Een algeheel gebrek aan hartstocht deed hem verder zoeken naar inspiratie. In een brief aan zijn broer lijkt hij al de trend van commerciële hypes in kunst te signaleren:

“Vroeger werd er meer hartstogt gebruikt en bij het maken en bij het beoordeelen van werk. Men koos beslist deze of gene rigting, men koos energiek partij voor deze of die. Er was meer animo. Nu vermeen ik er een geest van grilligheid en satiété is. Men is laauwer in het algemeen.”
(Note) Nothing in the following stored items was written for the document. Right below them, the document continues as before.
//! Defines the `Network`, an immutable Bayesian network over discrete `Variable`s, along with the
//! `NetworkBuilder` used to assemble one and the topological ordering used by the engines.

use crate::factor::Cpt;
use crate::util::{InferenceError, Result};
use crate::variable::{Assignment, Variable};

use indexmap::IndexMap;

mod builder;
mod order;

pub use self::builder::NetworkBuilder;
pub use self::order::topological_order;


/// A `Variable` in a `Network`, with its parents and its CPT.
#[derive(Clone, Debug)]
pub struct Node {

    /// The random variable
    variable: Variable,

    /// The positions of the parents in the owning `Network`, in CPT order
    parents: Vec<usize>,

    /// ```P(variable | parents)```
    cpt: Cpt

}

impl Node {

    pub fn variable(&self) -> &Variable {
        &self.variable
    }

    /// The positions of this node's parents in the owning `Network`, in CPT order
    pub fn parents(&self) -> &[usize] {
        &self.parents
    }

    pub fn cpt(&self) -> &Cpt {
        &self.cpt
    }
}


/// Represents a Bayesian Network - a Directed Probabilistic Graphical Model over discrete
/// `Variable`s.
///
/// # Representation
/// The DAG is not held as a separate graph structure; the parent list of each `Node` implicitly
/// defines its edges. Nodes are kept in declaration order and addressed by position, and a
/// topological order over those positions is computed once at build time.
///
/// A `Network` exposes no mutation after construction, so it may be shared freely between engines.
#[derive(Clone, Debug)]
pub struct Network {

    /// An optional name for the network
    name: Option<String>,

    /// The nodes, keyed by variable name
    nodes: IndexMap<String, Node>,

    /// Node positions, parents before children, ties broken by name
    order: Vec<usize>

}


impl Network {

    /// Get the name of the `Network`, if it has one
    pub fn name(&self) -> Option<&str> {
        self.name.as_ref().map(|n| n.as_str())
    }

    /// Lookup a `Variable` in the `Network` by name
    ///
    /// # Errors
    /// * `InferenceError::UnknownVariable` if there is no such variable
    pub fn get(&self, name: &str) -> Result<&Variable> {
        self.nodes.get(name)
                  .map(|n| &n.variable)
                  .ok_or_else(|| InferenceError::UnknownVariable(String::from(name)))
    }

    /// Get the names of all `Variable`s in the `Network`, in declaration order
    pub fn variables(&self) -> impl Iterator<Item = &str> {
        self.nodes.keys().map(|k| k.as_str())
    }

    /// Get the number of `Variable`s in the `Network`
    pub fn len(&self) -> usize {
        self.nodes.len()
    }

    pub fn is_empty(&self) -> bool {
        self.nodes.is_empty()
    }

    /// Get the names of the parents of a `Variable`, in CPT order
    pub fn parents(&self, name: &str) -> Result<Vec<&str>> {
        let node = self.node(self.index_of(name)?);
        Ok(node.parents.iter().map(|&p| self.node(p).variable.name()).collect())
    }

    /// Get the CPT of a `Variable`
    pub fn cpt(&self, name: &str) -> Result<&Cpt> {
        Ok(&self.node(self.index_of(name)?).cpt)
    }

    /// Get the names of all `Variable`s so that every variable follows its parents. Ties are
    /// broken by name, so the order is fully determined by the network's content.
    pub fn topological_order(&self) -> Vec<&str> {
        self.order.iter().map(|&i| self.node(i).variable.name()).collect()
    }


    /// Compute ```P(name = outcome | Pa(name))``` where the parent values are taken from
    /// `assignment`.
    ///
    /// # Args
    /// * `name`: the variable
    /// * `outcome`: the outcome of `name` whose probability is wanted
    /// * `assignment`: any assignment that includes a value for every parent of `name`. Values for
    ///   other variables are ignored.
    ///
    /// # Errors
    /// * `InferenceError::UnknownVariable` if `name` is not in the network
    /// * `InferenceError::UnknownOutcome` if `outcome` or a parent's value is not declared
    /// * `InferenceError::MissingParentAssignment` if a parent has no value in `assignment`
    pub fn conditional_probability(&self, name: &str, outcome: &str, assignment: &Assignment) -> Result<f64> {
        let node = self.node(self.index_of(name)?);
        let o = node.variable.index_of(outcome)?;

        let row = node.cpt.row_index_by(|i| {
            let parent = &self.node(node.parents[i]).variable;
            let label = assignment.get(parent.name()).ok_or_else(|| {
                InferenceError::MissingParentAssignment {
                    variable: String::from(name),
                    parent: String::from(parent.name())
                }
            })?;
            parent.index_of(label)
        })?;

        node.cpt.value(row, o)
    }


    /// Determine the probability of a full `Assignment` to the `Variable`s in the `Network`, by the
    /// chain rule.
    ///
    /// # Errors
    /// * `InferenceError::InvalidArgument` if `assignment` is not a full assignment
    /// * any error from `resolve`
    pub fn joint_probability(&self, assignment: &Assignment) -> Result<f64> {
        let inst = self.resolve(assignment)?;

        let missing: Vec<&str> = (0..self.len())
            .filter(|&i| inst.get(i).is_none())
            .map(|i| self.node(i).variable.name())
            .collect();
        if !missing.is_empty() {
            return Err(InferenceError::InvalidArgument(
                format!("joint probability needs a full assignment, missing {:?}", missing)
            ));
        }

        (0..self.len()).try_fold(1.0, |acc, i| -> Result<f64> {
            // complete, so every value is present
            let outcome = inst.get(i).unwrap_or_default();
            Ok(acc * self.probability(i, outcome, &inst)?)
        })
    }


    /// Validate an assignment against the network and convert it to positional form.
    ///
    /// # Errors
    /// * `InferenceError::UnknownVariable` if a key is not a variable of the network
    /// * `InferenceError::UnknownOutcome` if a value is not an outcome of its variable
    pub fn resolve(&self, assignment: &Assignment) -> Result<Instantiation> {
        let mut inst = Instantiation::empty(self.len());

        for (name, outcome) in assignment.iter() {
            let idx = self.index_of(name)?;
            let o = self.node(idx).variable.index_of(outcome)?;
            inst.set(idx, o);
        }

        Ok(inst)
    }


    /// Convert a positional `Instantiation` back to labels.
    pub fn to_assignment(&self, inst: &Instantiation) -> Assignment {
        self.order.iter()
                  .filter_map(|&i| {
                      let var = &self.node(i).variable;
                      inst.get(i).and_then(|o| var.outcome(o)).map(|o| (var.name(), o))
                  })
                  .collect()
    }


    /// Get the position of a `Variable` in the `Network`
    pub fn index_of(&self, name: &str) -> Result<usize> {
        self.nodes.get_index_of(name).ok_or_else(|| InferenceError::UnknownVariable(String::from(name)))
    }

    /// Get the `Node` at a position
    ///
    /// # Panics
    /// if `idx` is out of range
    pub fn node(&self, idx: usize) -> &Node {
        &self.nodes[idx]
    }

    /// Node positions in topological order
    pub fn order(&self) -> &[usize] {
        &self.order
    }

    /// Mark the nodes at `idxs` together with all of their ancestors.
    ///
    /// # Returns
    /// a flag per node position, `true` for the marked nodes
    pub fn ancestral_closure(&self, idxs: &[usize]) -> Vec<bool> {
        let mut marked = vec![false; self.len()];
        let mut stack: Vec<usize> = idxs.to_vec();

        while let Some(i) = stack.pop() {
            if marked[i] {
                continue;
            }
            marked[i] = true;
            stack.extend(self.node(i).parents.iter().filter(|&&p| !marked[p]));
        }

        marked
    }


    /// Find the CPT row of the node at `idx` selected by the parent values in `inst`.
    ///
    /// # Errors
    /// * `InferenceError::MissingParentAssignment` if a parent has no value in `inst`
    pub fn row(&self, idx: usize, inst: &Instantiation) -> Result<usize> {
        let node = self.node(idx);

        node.cpt.row_index_by(|i| {
            let p = node.parents[i];
            inst.get(p).ok_or_else(|| InferenceError::MissingParentAssignment {
                variable: String::from(node.variable.name()),
                parent: String::from(self.node(p).variable.name())
            })
        })
    }

    /// Positional form of `conditional_probability`
    pub fn probability(&self, idx: usize, outcome: usize, inst: &Instantiation) -> Result<f64> {
        let row = self.row(idx, inst)?;
        self.node(idx).cpt.value(row, outcome)
    }

}


/// A partial assignment of outcome positions to node positions of a particular `Network`.
///
/// This is the working representation the engines use while enumerating or sampling; it is
/// produced by `Network::resolve` and is only meaningful for the `Network` that produced it.
#[derive(Clone, Debug, PartialEq, Eq)]
pub struct Instantiation {
    values: Vec<Option<usize>>
}

impl Instantiation {

    /// An `Instantiation` over `n` nodes with no values set
    pub fn empty(n: usize) -> Self {
        Instantiation { values: vec![None; n] }
    }

    pub fn get(&self, idx: usize) -> Option<usize> {
        self.values.get(idx).cloned().unwrap_or(None)
    }

    pub fn set(&mut self, idx: usize, outcome: usize) {
        self.values[idx] = Some(outcome);
    }

    pub fn unset(&mut self, idx: usize) {
        self.values[idx] = None;
    }

    /// Iterate over the positions that have a value, with that value
    pub fn iter(&self) -> impl Iterator<Item = (usize, usize)> + '_ {
        self.values.iter().enumerate().filter_map(|(i, v)| v.map(|o| (i, o)))
    }

    /// Check that `self` has the same value as `other` wherever `other` has a value
    pub fn agrees_with(&self, other: &Instantiation) -> bool {
        other.iter().all(|(i, o)| self.get(i) == Some(o))
    }
}
//! Topological ordering of a parent graph, by Kahn's algorithm.

use crate::util::{InferenceError, Result};

use std::collections::BTreeSet;


/// Compute an order over the nodes of a directed graph such that each node comes after all of its
/// parents. Whenever several nodes are ready at once, the lexically smallest name goes first, so
/// the order depends only on the graph and the names.
///
/// # Args
/// * `names`: the name of each node
/// * `parents`: the parent positions of each node, indexed like `names`
///
/// # Returns
/// the node positions in topological order
///
/// # Errors
/// * `InferenceError::CyclicNetwork` if no such order exists. The error lists, sorted, the names
///   of the nodes that are on or downstream of a cycle.
pub fn topological_order<S: AsRef<str>>(names: &[S], parents: &[Vec<usize>]) -> Result<Vec<usize>> {
    let n = names.len();

    // number of unplaced parents of each node, and the reverse edges
    let mut indegree: Vec<usize> = parents.iter().map(|ps| ps.len()).collect();
    let mut children: Vec<Vec<usize>> = vec![Vec::new(); n];
    for (child, ps) in parents.iter().enumerate() {
        for &p in ps {
            children[p].push(child);
        }
    }

    let mut ready: BTreeSet<(&str, usize)> = (0..n)
        .filter(|&i| indegree[i] == 0)
        .map(|i| (names[i].as_ref(), i))
        .collect();

    let mut order = Vec::with_capacity(n);
    while let Some(next) = ready.iter().next().cloned() {
        ready.remove(&next);
        let (_, v) = next;
        order.push(v);

        for &c in children[v].iter() {
            indegree[c] -= 1;
            if indegree[c] == 0 {
                ready.insert((names[c].as_ref(), c));
            }
        }
    }

    if order.len() != n {
        let mut stuck: Vec<String> = (0..n)
            .filter(|&i| indegree[i] > 0)
            .map(|i| String::from(names[i].as_ref()))
            .collect();
        stuck.sort();
        return Err(InferenceError::CyclicNetwork(stuck));
    }

    Ok(order)
}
Het Haagse leventje is daar een afspiegeling van geweest. Hij schrijft zelf:

“Ik ben liever op de Geest of in een andere achterstraat, graauw – armzalig – slikkerig, somber, maar daar verveel ik mij nooit doch in die mooie huizen embêteer ik me en zich verveelen vind ik slecht, dus dan zeg ik, daar hoor ik niet & ik kom er niet meer.”

Bronnen: vangoghletters.org; haagsetijden.nl; codart.nl; kalden.home.xs4all.nl; vggallery.com; In de voetsporen van Van Gogh (uitgave Gemeentemuseum Den Haag 2005); Simon Schama: De Kracht van Kunst (uitgave Contact, 2007).